There is a class of claim denial that billers see every single week. The chart looks complete. The documentation is solid. And the payer denies the whole claim anyway, because two diagnosis codes on it contradict each other.
A real example: I12.9 (hypertensive chronic kidney disease) billed alongside I15.0 (renovascular hypertension). One code says high blood pressure damaged the kidneys. The other says the kidneys caused the high blood pressure. ICD-10 requires you to pick one story — and when both codes land on a claim, major payers deny everything on it, including the visit itself and any ancillary services.
The rules are published. Nobody can hold them.
These are not arbitrary payer whims. ICD-10-CM ships with Excludes1 notes — official "never code these together" rules, maintained by the CDC and updated every fiscal year. Payer claim-edit engines enforce them automatically.
There are more than five thousand of them.

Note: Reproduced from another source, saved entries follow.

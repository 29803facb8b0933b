//! Distress Monitor - voice-triggered emergency alerts
//!
//! This library listens to a transcript stream for distress phrases and,
//! on a match, runs a cancellable countdown before sending a
//! location-enriched alert to every configured contact:
//! - Phrase detection with per-cycle debounce
//! - Cancellable countdown with per-second ticks
//! - Bounded, never-failing location resolution
//! - Staggered multi-recipient dispatch
//! - Automatic restart of the speech source on transient failure

pub mod composer;
pub mod config;
pub mod contacts;
pub mod countdown;
pub mod detection;
pub mod dispatch;
pub mod location;
pub mod machine;
pub mod session;
pub mod speech;

pub use composer::{ComposedMessage, MessageComposer};
pub use config::{ConfigError, MonitorConfig};
pub use contacts::{Contact, ContactError, ContactStore, InMemoryContactStore, JsonContactStore};
pub use countdown::{CountdownController, CountdownEvent, CountdownPhase, Urgency};
pub use detection::{DetectionEngine, DistressEvent, Transcript};
pub use dispatch::{
    whatsapp_link, DispatchError, DispatchRecord, DispatchRun, DispatchScheduler,
    NotificationSink, SinkError, WhatsAppLinkSink,
};
pub use location::{
    FixedLocation, LocationCapability, LocationError, LocationFix, LocationOutcome,
    LocationResolver, NoLocation,
};
pub use machine::{
    AlertStateMachine, Capabilities, MonitorError, MonitorHandle, MonitorNotice, MonitorState,
    MonitorStats,
};
pub use session::{AlertSession, SessionId, SessionState};
pub use speech::{
    ChannelSpeechSource, SourceEvents, SourceSignal, SpeechError, SpeechErrorKind, SpeechSource,
};

use tracing_subscriber::{layer::SubscriberExt, util::SubscriberInitExt};

/// Current version
pub const VERSION: &str = env!("CARGO_PKG_VERSION");

/// Initialize logging
pub fn init_logging() {
    tracing_subscriber::registry()
        .with(
            tracing_subscriber::EnvFilter::try_from_default_env()
                .unwrap_or_else(|_| "distress_monitor=info".into()),
        )
        .with(tracing_subscriber::fmt::layer())
        .init();
}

No physician finishing a visit, and no biller working through a stack of charges, can reliably hold five thousand exclusion rules in their head. That is exactly the kind of work software should be doing — and as of today, Cortex does it on every chart.
What shipped
Cortex Engine now ingests the complete official ICD-10-CM Excludes1 table and cross-checks every active diagnosis pair on the chart against it, deterministically. Not a model's best guess — the published rule, applied the same way every time, in milliseconds, as part of the problem-list checks that already run on every analysis.

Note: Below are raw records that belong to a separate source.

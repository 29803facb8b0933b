//! Monitor configuration
//!
//! All tunables for detection, countdown, location and dispatch live here.
//! Values load from an optional JSON file and can be overridden from the
//! environment, the same way the service binaries read their settings.

use serde::{Deserialize, Serialize};
use std::path::Path;
use std::time::Duration;
use thiserror::Error;
use tracing::{debug, warn};

/// Default countdown before an alert is dispatched
pub const DEFAULT_COUNTDOWN_SECS: u32 = 30;

/// Default delay between consecutive recipients
pub const DEFAULT_DISPATCH_STAGGER_MS: u64 = 1000;

/// Location budget once the countdown has elapsed
pub const DEFAULT_ALERT_LOCATION_TIMEOUT_MS: u64 = 5000;

/// Location budget for a user-initiated lookup
pub const DEFAULT_LOOKUP_LOCATION_TIMEOUT_MS: u64 = 10_000;

/// Delay before the speech source is restarted after it ends
pub const DEFAULT_RESTART_DELAY_MS: u64 = 1000;

/// Phrases that trigger an alert, in match priority order
pub const DEFAULT_PHRASES: [&str; 6] = ["help", "help me", "save", "save me", "emergency", "danger"];

#[derive(Error, Debug)]
pub enum ConfigError {
    #[error("Failed to read config file: {0}")]
    Io(#[from] std::io::Error),

    #[error("Failed to parse config: {0}")]
    Parse(#[from] serde_json::Error),

    #[error("Invalid configuration: {0}")]
    Invalid(String),
}

/// Configuration for the distress monitor
#[derive(Debug, Clone, Serialize, Deserialize)]
#[serde(default)]
pub struct MonitorConfig {
    /// Distress phrases (lower-case, first match wins)
    pub phrases: Vec<String>,

    /// Countdown length in seconds
    pub countdown_secs: u32,

    /// Delay between recipients (milliseconds)
    pub dispatch_stagger_ms: u64,

    /// Location timeout after the countdown (milliseconds)
    pub alert_location_timeout_ms: u64,

    /// Location timeout for user-initiated lookups (milliseconds)
    pub lookup_location_timeout_ms: u64,

    /// Delay before restarting an ended speech source (milliseconds)
    pub restart_delay_ms: u64,

    /// Name used in the alert text
    pub user_name: Option<String>,

    /// Buffered notices per subscriber
    pub notice_capacity: usize,
}

impl Default for MonitorConfig {
    fn default() -> Self {
        Self {
            phrases: DEFAULT_PHRASES.iter().map(|p| p.to_string()).collect(),
            countdown_secs: DEFAULT_COUNTDOWN_SECS,
            dispatch_stagger_ms: DEFAULT_DISPATCH_STAGGER_MS,
            alert_location_timeout_ms: DEFAULT_ALERT_LOCATION_TIMEOUT_MS,
            lookup_location_timeout_ms: DEFAULT_LOOKUP_LOCATION_TIMEOUT_MS,
            restart_delay_ms: DEFAULT_RESTART_DELAY_MS,
            user_name: None,
            notice_capacity: 64,
        }
    }
}

impl MonitorConfig {
    /// Load configuration from a JSON file; missing fields take defaults
    pub fn from_file(path: impl AsRef<Path>) -> Result<Self, ConfigError> {
        let path = path.as_ref();
        debug!("Loading monitor config from {}", path.display());

        let raw = std::fs::read_to_string(path)?;
        let mut config: MonitorConfig = serde_json::from_str(&raw)?;
        config.normalize();
        config.validate()?;

        Ok(config)
    }

    /// Apply environment overrides
    pub fn apply_env(&mut self) -> Result<(), ConfigError> {
        if let Ok(name) = std::env::var("DISTRESS_USER_NAME") {
            self.user_name = Some(name);
        }

        if let Ok(secs) = std::env::var("DISTRESS_COUNTDOWN_SECS") {
            self.countdown_secs = secs.trim().parse().map_err(|_| {
                ConfigError::Invalid(format!("DISTRESS_COUNTDOWN_SECS is not a number: {}", secs))
            })?;
        }

        if let Ok(delay) = std::env::var("DISTRESS_RESTART_DELAY_MS") {
            self.restart_delay_ms = delay.trim().parse().map_err(|_| {
                ConfigError::Invalid(format!("DISTRESS_RESTART_DELAY_MS is not a number: {}", delay))
            })?;
        }

        if let Ok(phrases) = std::env::var("DISTRESS_PHRASES") {
            self.phrases = phrases.split(',').map(|p| p.to_string()).collect();
        }

        self.normalize();
        self.validate()
    }

    /// Lower-case and trim phrases, dropping blanks
    pub fn normalize(&mut self) {
        let before = self.phrases.len();
        self.phrases = self
            .phrases
            .iter()
            .map(|p| p.trim().to_lowercase())
            .filter(|p| !p.is_empty())
            .collect();

        if self.phrases.len() != before {
            warn!("Dropped {} blank distress phrase(s)", before - self.phrases.len());
        }

        if let Some(name) = &self.user_name {
            if name.trim().is_empty() {
                self.user_name = None;
            }
        }
    }

    /// Validate configuration
    pub fn validate(&self) -> Result<(), ConfigError> {
        if self.phrases.is_empty() {
            return Err(ConfigError::Invalid(
                "At least one distress phrase is required".to_string(),
            ));
        }

        if self.phrases.iter().any(|p| p.trim().is_empty()) {
            return Err(ConfigError::Invalid(
                "Distress phrases must not be blank".to_string(),
            ));
        }

        if self.countdown_secs == 0 {
            return Err(ConfigError::Invalid(
                "countdown_secs must be greater than 0".to_string(),
            ));
        }

        if self.alert_location_timeout_ms == 0 || self.lookup_location_timeout_ms == 0 {
            return Err(ConfigError::Invalid(
                "Location timeouts must be greater than 0".to_string(),
            ));
        }

        if self.alert_location_timeout_ms > self.lookup_location_timeout_ms {
            return Err(ConfigError::Invalid(format!(
                "Alert location timeout ({}ms) must not exceed lookup timeout ({}ms)",
                self.alert_location_timeout_ms, self.lookup_location_timeout_ms
            )));
        }

        if self.notice_capacity == 0 {
            return Err(ConfigError::Invalid(
                "notice_capacity must be greater than 0".to_string(),
            ));
        }

        Ok(())
    }

    pub fn stagger(&self) -> Duration {
        Duration::from_millis(self.dispatch_stagger_ms)
    }

    pub fn restart_delay(&self) -> Duration {
        Duration::from_millis(self.restart_delay_ms)
    }

    pub fn alert_location_timeout(&self) -> Duration {
        Duration::from_millis(self.alert_location_timeout_ms)
    }

    pub fn lookup_location_timeout(&self) -> Duration {
        Duration::from_millis(self.lookup_location_timeout_ms)
    }
}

When a conflict is found, the Lens flags it before sign-off with the rule it violated and both resolution paths: keep one code, or keep the other. And because ICD-10 itself allows one exception — an Excludes1 pair may legitimately coexist when the two conditions are genuinely unrelated — Cortex surfaces the conflict for review rather than pretending the judgment call doesn't exist. The clinician and the biller stay in charge; they just stop getting ambushed.

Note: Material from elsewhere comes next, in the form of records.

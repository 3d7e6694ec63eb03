//! Read-only catalog routes
//!
//! Serves the `books` table built by the ingest pipeline. Every search
//! route shares the same row shape and limit handling; text searches
//! are case-insensitive substring matches, ISBN search is exact.

use axum::extract::{Path, Query, State};
use axum::Json;
use serde::{Deserialize, Serialize};
use serde_json::{json, Value};
use sqlx::FromRow;

use crate::error::{ApiError, ApiResult};
use crate::AppState;

/// Maximum rows any route will return
const MAX_LIMIT: i64 = 5000;
const DEFAULT_LIMIT: i64 = 100;

/// One catalog row, as stored
#[derive(Debug, Serialize, FromRow)]
pub struct BookRow {
    pub row_id: i64,
    pub isbn: Option<String>,
    pub title: String,
    pub author: Option<String>,
    pub year: Option<i64>,
    pub publisher: Option<String>,
    pub description: Option<String>,
    pub subjects: Option<String>,
    pub description_source: Option<String>,
    pub subjects_source: Option<String>,
}

#[derive(Debug, Deserialize)]
pub struct ListParams {
    pub limit: Option<i64>,
}

#[derive(Debug, Deserialize)]
pub struct SearchParams {
    pub q: String,
    pub limit: Option<i64>,
}

fn effective_limit(limit: Option<i64>) -> ApiResult<i64> {
    let limit = limit.unwrap_or(DEFAULT_LIMIT);
    if limit < 1 || limit > MAX_LIMIT {
        return Err(ApiError::BadRequest(format!(
            "limit must be between 1 and {}",
            MAX_LIMIT
        )));
    }
    Ok(limit)
}

/// GET / - welcome
pub async fn welcome() -> Json<Value> {
    Json(json!({
        "service": "bookfuse-api",
        "version": env!("CARGO_PKG_VERSION"),
    }))
}

/// GET /health
pub async fn health(State(state): State<AppState>) -> ApiResult<Json<Value>> {
    sqlx::query("SELECT 1").execute(&state.db).await?;
    Ok(Json(json!({ "status": "ok" })))
}

/// GET /books?limit=
pub async fn list_books(
    State(state): State<AppState>,
    Query(params): Query<ListParams>,
) -> ApiResult<Json<Vec<BookRow>>> {
    let limit = effective_limit(params.limit)?;
    let rows = sqlx::query_as::<_, BookRow>("SELECT * FROM books ORDER BY row_id LIMIT ?")
        .bind(limit)
        .fetch_all(&state.db)
        .await?;
    Ok(Json(rows))
}

/// GET /books/:row_id
pub async fn get_book(
    State(state): State<AppState>,
    Path(row_id): Path<i64>,
) -> ApiResult<Json<BookRow>> {
    let row = sqlx::query_as::<_, BookRow>("SELECT * FROM books WHERE row_id = ?")
        .bind(row_id)
        .fetch_optional(&state.db)
        .await?;

    row.map(Json)
        .ok_or_else(|| ApiError::NotFound(format!("No book with row_id {}", row_id)))
}

async fn search_column(
    state: &AppState,
    column: &str,
    params: SearchParams,
) -> ApiResult<Json<Vec<BookRow>>> {
    let limit = effective_limit(params.limit)?;
    // Column name comes from the route table, never the client
    let sql = format!(
        "SELECT * FROM books WHERE {} LIKE ? ORDER BY row_id LIMIT ?",
        column
    );
    let rows = sqlx::query_as::<_, BookRow>(&sql)
        .bind(format!("%{}%", params.q))
        .bind(limit)
        .fetch_all(&state.db)
        .await?;

    if rows.is_empty() {
        return Err(ApiError::NotFound(format!(
            "No books matching {} ~ {:?}",
            column, params.q
        )));
    }
    Ok(Json(rows))
}

/// GET /search/title?q=
pub async fn search_title(
    State(state): State<AppState>,
    Query(params): Query<SearchParams>,
) -> ApiResult<Json<Vec<BookRow>>> {
    search_column(&state, "title", params).await
}

/// GET /search/author?q=
pub async fn search_author(
    State(state): State<AppState>,
    Query(params): Query<SearchParams>,
) -> ApiResult<Json<Vec<BookRow>>> {
    search_column(&state, "author", params).await
}

/// GET /search/subjects?q=
pub async fn search_subjects(
    State(state): State<AppState>,
    Query(params): Query<SearchParams>,
) -> ApiResult<Json<Vec<BookRow>>> {
    search_column(&state, "subjects", params).await
}

/// GET /search/description?q=
pub async fn search_description(
    State(state): State<AppState>,
    Query(params): Query<SearchParams>,
) -> ApiResult<Json<Vec<BookRow>>> {
    search_column(&state, "description", params).await
}

/// GET /search/isbn?q= (exact match)
pub async fn search_isbn(
    State(state): State<AppState>,
    Query(params): Query<SearchParams>,
) -> ApiResult<Json<Vec<BookRow>>> {
    let limit = effective_limit(params.limit)?;
    let rows = sqlx::query_as::<_, BookRow>(
        "SELECT * FROM books WHERE isbn = ? ORDER BY row_id LIMIT ?",
    )
    .bind(&params.q)
    .bind(limit)
    .fetch_all(&state.db)
    .await?;

    if rows.is_empty() {
        return Err(ApiError::NotFound(format!("No books with ISBN {}", params.q)));
    }
    Ok(Json(rows))
}

/// GET /search/all?q= (OR across text fields)
pub async fn search_all(
    State(state): State<AppState>,
    Query(params): Query<SearchParams>,
) -> ApiResult<Json<Vec<BookRow>>> {
    let limit = effective_limit(params.limit)?;
    let pattern = format!("%{}%", params.q);
    let rows = sqlx::query_as::<_, BookRow>(
        r#"
        SELECT * FROM books
        WHERE title LIKE ?1
           OR author LIKE ?1
           OR subjects LIKE ?1
           OR description LIKE ?1
        ORDER BY row_id LIMIT ?2
        "#,
    )
    .bind(&pattern)
    .bind(limit)
    .fetch_all(&state.db)
    .await?;

    if rows.is_empty() {
        return Err(ApiError::NotFound(format!("No books matching {:?}", params.q)));
    }
    Ok(Json(rows))
}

This pairs with the checks Cortex already ran: combination-code redundancies (plain polyneuropathy coded next to diabetes-with-polyneuropathy), duplicate diagnoses, stage and specificity gaps. Together they cover the most common ways a clean-looking chart turns into a denied claim.
Why it matters in dollars
A clean claim typically pays in one to two weeks. A denied claim means re-keying, a physician consult to resolve the conflict, resubmission paperwork, and a fresh 30-to-45-day adjudication clock — industry surveys put the cost of reworking a single claim at $25 or more, before counting the cash-flow lag. A practice posting a handful of mutually-exclusive-code denials per week is quietly funding a lot of rework.
Catching one of these pairs before signature costs nothing. That trade is the whole product thesis: the chart-entry workflow doesn't change, and an entire category of denial quietly stops happening.
The full rule table updates with each ICD-10-CM fiscal-year release, so the checks stay current as the code set evolves. It's live now — open a chart, run the Lens, and the encyclopedia is on your side.